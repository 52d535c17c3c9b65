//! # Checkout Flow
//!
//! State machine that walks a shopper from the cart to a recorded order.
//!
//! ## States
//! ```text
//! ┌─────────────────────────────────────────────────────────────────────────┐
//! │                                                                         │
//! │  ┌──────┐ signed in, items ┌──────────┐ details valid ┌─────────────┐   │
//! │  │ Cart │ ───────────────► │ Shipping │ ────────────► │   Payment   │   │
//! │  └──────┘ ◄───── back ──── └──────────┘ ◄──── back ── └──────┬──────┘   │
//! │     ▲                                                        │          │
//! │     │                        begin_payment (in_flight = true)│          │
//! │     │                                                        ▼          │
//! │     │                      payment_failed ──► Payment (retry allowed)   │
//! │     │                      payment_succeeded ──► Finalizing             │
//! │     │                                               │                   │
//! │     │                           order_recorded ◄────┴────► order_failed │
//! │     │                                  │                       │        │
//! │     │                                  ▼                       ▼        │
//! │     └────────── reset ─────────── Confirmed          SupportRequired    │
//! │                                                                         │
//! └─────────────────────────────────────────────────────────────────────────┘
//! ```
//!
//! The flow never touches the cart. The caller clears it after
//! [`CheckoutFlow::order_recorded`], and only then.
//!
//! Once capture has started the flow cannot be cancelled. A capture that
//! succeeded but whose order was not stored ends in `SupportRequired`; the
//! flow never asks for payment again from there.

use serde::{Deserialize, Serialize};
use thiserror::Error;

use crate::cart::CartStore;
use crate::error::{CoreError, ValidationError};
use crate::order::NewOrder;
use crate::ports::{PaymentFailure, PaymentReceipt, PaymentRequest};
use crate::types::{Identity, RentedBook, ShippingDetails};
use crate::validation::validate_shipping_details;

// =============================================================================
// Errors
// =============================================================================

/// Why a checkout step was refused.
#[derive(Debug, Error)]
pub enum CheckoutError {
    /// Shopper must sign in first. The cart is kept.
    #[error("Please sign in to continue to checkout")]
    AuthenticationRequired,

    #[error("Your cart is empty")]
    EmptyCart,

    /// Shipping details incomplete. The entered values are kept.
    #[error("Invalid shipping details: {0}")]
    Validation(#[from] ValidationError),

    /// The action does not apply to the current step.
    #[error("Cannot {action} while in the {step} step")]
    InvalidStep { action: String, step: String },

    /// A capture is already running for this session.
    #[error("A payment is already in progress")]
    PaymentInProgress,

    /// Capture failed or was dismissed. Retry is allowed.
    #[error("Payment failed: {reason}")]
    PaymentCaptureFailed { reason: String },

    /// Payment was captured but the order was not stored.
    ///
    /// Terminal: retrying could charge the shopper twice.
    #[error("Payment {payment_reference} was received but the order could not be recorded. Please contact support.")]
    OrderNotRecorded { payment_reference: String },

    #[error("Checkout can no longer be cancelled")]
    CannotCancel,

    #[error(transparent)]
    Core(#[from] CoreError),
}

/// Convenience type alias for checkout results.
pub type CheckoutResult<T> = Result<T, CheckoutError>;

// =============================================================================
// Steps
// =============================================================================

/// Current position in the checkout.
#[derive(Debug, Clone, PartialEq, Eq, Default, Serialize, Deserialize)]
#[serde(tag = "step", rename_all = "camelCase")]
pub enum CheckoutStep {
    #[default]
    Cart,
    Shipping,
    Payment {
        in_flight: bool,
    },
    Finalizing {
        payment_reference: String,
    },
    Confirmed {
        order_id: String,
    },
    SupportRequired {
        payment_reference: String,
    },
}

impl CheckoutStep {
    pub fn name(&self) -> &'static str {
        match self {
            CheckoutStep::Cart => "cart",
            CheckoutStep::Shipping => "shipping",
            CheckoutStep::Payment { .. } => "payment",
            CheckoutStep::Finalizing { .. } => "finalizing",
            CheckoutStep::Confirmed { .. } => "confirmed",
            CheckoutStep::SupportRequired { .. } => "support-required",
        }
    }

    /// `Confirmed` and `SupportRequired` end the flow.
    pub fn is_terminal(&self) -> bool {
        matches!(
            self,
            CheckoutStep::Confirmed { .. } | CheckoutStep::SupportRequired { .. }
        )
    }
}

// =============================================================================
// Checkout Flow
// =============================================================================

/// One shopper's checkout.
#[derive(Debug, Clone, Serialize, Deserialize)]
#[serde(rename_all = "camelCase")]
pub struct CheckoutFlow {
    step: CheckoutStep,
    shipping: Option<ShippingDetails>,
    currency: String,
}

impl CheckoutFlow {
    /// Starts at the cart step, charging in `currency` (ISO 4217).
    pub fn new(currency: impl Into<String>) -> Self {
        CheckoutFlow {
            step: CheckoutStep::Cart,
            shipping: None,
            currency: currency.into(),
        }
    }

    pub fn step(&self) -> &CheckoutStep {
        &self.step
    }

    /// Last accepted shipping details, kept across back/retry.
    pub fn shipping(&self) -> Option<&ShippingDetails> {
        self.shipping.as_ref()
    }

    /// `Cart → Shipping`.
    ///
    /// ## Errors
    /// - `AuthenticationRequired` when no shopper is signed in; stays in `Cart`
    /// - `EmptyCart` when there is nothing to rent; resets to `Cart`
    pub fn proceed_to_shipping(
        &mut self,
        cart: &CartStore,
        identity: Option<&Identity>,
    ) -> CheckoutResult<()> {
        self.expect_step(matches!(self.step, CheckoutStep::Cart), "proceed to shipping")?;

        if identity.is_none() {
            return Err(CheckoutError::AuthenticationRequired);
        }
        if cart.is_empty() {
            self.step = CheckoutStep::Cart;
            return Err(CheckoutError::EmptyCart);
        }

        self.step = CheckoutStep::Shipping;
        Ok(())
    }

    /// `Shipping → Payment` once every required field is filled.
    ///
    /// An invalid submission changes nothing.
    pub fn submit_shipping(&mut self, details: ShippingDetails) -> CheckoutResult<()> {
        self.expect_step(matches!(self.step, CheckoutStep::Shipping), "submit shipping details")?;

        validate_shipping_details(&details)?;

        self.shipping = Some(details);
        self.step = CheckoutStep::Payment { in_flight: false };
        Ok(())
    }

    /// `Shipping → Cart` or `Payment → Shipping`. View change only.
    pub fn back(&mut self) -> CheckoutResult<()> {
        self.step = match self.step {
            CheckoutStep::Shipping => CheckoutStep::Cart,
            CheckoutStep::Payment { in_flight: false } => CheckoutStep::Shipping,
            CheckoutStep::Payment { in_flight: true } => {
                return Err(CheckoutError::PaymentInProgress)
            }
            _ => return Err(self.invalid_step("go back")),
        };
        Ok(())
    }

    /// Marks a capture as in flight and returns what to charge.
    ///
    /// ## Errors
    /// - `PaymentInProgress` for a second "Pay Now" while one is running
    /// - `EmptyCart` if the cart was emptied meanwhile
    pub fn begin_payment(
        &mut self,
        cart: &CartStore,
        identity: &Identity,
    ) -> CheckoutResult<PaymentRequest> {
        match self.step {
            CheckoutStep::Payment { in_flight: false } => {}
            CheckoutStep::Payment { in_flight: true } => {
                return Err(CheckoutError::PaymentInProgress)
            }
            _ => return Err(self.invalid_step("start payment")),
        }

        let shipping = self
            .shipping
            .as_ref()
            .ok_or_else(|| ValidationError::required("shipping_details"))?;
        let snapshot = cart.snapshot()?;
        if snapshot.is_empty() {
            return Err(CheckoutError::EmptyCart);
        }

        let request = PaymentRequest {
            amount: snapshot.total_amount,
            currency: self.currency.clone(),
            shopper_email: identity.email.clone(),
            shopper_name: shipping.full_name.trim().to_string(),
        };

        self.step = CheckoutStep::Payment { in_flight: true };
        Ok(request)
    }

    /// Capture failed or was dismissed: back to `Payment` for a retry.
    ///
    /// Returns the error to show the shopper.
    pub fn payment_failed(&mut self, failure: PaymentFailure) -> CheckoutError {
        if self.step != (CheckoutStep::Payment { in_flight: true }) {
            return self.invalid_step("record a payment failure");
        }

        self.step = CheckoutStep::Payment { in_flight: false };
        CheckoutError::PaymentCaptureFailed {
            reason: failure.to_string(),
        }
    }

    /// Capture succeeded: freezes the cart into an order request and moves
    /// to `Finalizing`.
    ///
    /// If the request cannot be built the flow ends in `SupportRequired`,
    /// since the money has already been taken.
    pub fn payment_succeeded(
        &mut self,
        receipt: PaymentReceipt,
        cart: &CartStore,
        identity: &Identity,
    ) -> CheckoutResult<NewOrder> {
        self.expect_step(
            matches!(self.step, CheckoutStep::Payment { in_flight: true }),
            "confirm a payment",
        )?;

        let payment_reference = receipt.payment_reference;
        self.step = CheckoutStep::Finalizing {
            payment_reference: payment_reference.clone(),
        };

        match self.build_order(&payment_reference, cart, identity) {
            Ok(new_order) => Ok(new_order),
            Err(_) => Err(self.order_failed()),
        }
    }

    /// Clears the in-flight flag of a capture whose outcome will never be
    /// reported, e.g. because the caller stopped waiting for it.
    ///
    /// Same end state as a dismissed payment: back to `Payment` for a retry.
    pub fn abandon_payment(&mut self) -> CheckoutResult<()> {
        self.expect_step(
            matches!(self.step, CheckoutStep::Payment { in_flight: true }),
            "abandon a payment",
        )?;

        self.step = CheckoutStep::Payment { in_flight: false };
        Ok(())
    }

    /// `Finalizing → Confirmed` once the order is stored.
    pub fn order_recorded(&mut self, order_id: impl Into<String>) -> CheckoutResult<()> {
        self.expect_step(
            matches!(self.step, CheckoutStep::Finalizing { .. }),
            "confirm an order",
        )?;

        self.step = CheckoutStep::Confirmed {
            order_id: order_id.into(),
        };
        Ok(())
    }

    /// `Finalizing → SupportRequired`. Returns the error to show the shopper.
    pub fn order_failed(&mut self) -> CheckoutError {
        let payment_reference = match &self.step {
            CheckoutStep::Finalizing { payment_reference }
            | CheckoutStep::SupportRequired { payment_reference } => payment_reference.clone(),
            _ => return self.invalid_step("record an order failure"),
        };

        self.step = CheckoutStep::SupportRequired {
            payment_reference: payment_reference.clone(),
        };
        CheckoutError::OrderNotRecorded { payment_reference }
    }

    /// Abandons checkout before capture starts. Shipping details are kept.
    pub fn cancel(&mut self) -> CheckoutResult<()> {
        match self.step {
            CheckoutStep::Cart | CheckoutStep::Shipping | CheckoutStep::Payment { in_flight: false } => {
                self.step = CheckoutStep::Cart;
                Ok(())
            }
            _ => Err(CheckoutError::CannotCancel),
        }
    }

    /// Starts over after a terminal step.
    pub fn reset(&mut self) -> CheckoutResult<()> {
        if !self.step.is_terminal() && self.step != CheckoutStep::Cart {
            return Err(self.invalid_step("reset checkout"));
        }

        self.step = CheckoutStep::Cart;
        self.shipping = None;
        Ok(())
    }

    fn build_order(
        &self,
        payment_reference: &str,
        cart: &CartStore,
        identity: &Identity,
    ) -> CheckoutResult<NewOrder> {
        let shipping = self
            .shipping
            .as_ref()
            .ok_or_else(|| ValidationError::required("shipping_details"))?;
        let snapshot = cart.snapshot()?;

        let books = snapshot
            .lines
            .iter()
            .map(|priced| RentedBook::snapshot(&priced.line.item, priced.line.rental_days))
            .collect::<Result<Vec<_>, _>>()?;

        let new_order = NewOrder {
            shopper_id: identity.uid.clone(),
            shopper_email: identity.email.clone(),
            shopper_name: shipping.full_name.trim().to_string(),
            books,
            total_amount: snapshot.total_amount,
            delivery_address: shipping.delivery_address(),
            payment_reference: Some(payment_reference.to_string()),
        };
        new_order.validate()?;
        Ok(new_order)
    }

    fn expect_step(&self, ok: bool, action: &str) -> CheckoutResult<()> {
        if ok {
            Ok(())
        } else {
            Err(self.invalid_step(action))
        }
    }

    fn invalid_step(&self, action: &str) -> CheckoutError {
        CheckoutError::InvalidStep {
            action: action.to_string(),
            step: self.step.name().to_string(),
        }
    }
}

• [Work order]:
If a line of the listing above contains "allowed", pick it out and copy it.

• [Answer box]:
//! │     │                      payment_failed ──► Payment (retry allowed)   │
    /// Capture failed or was dismissed. Retry is allowed.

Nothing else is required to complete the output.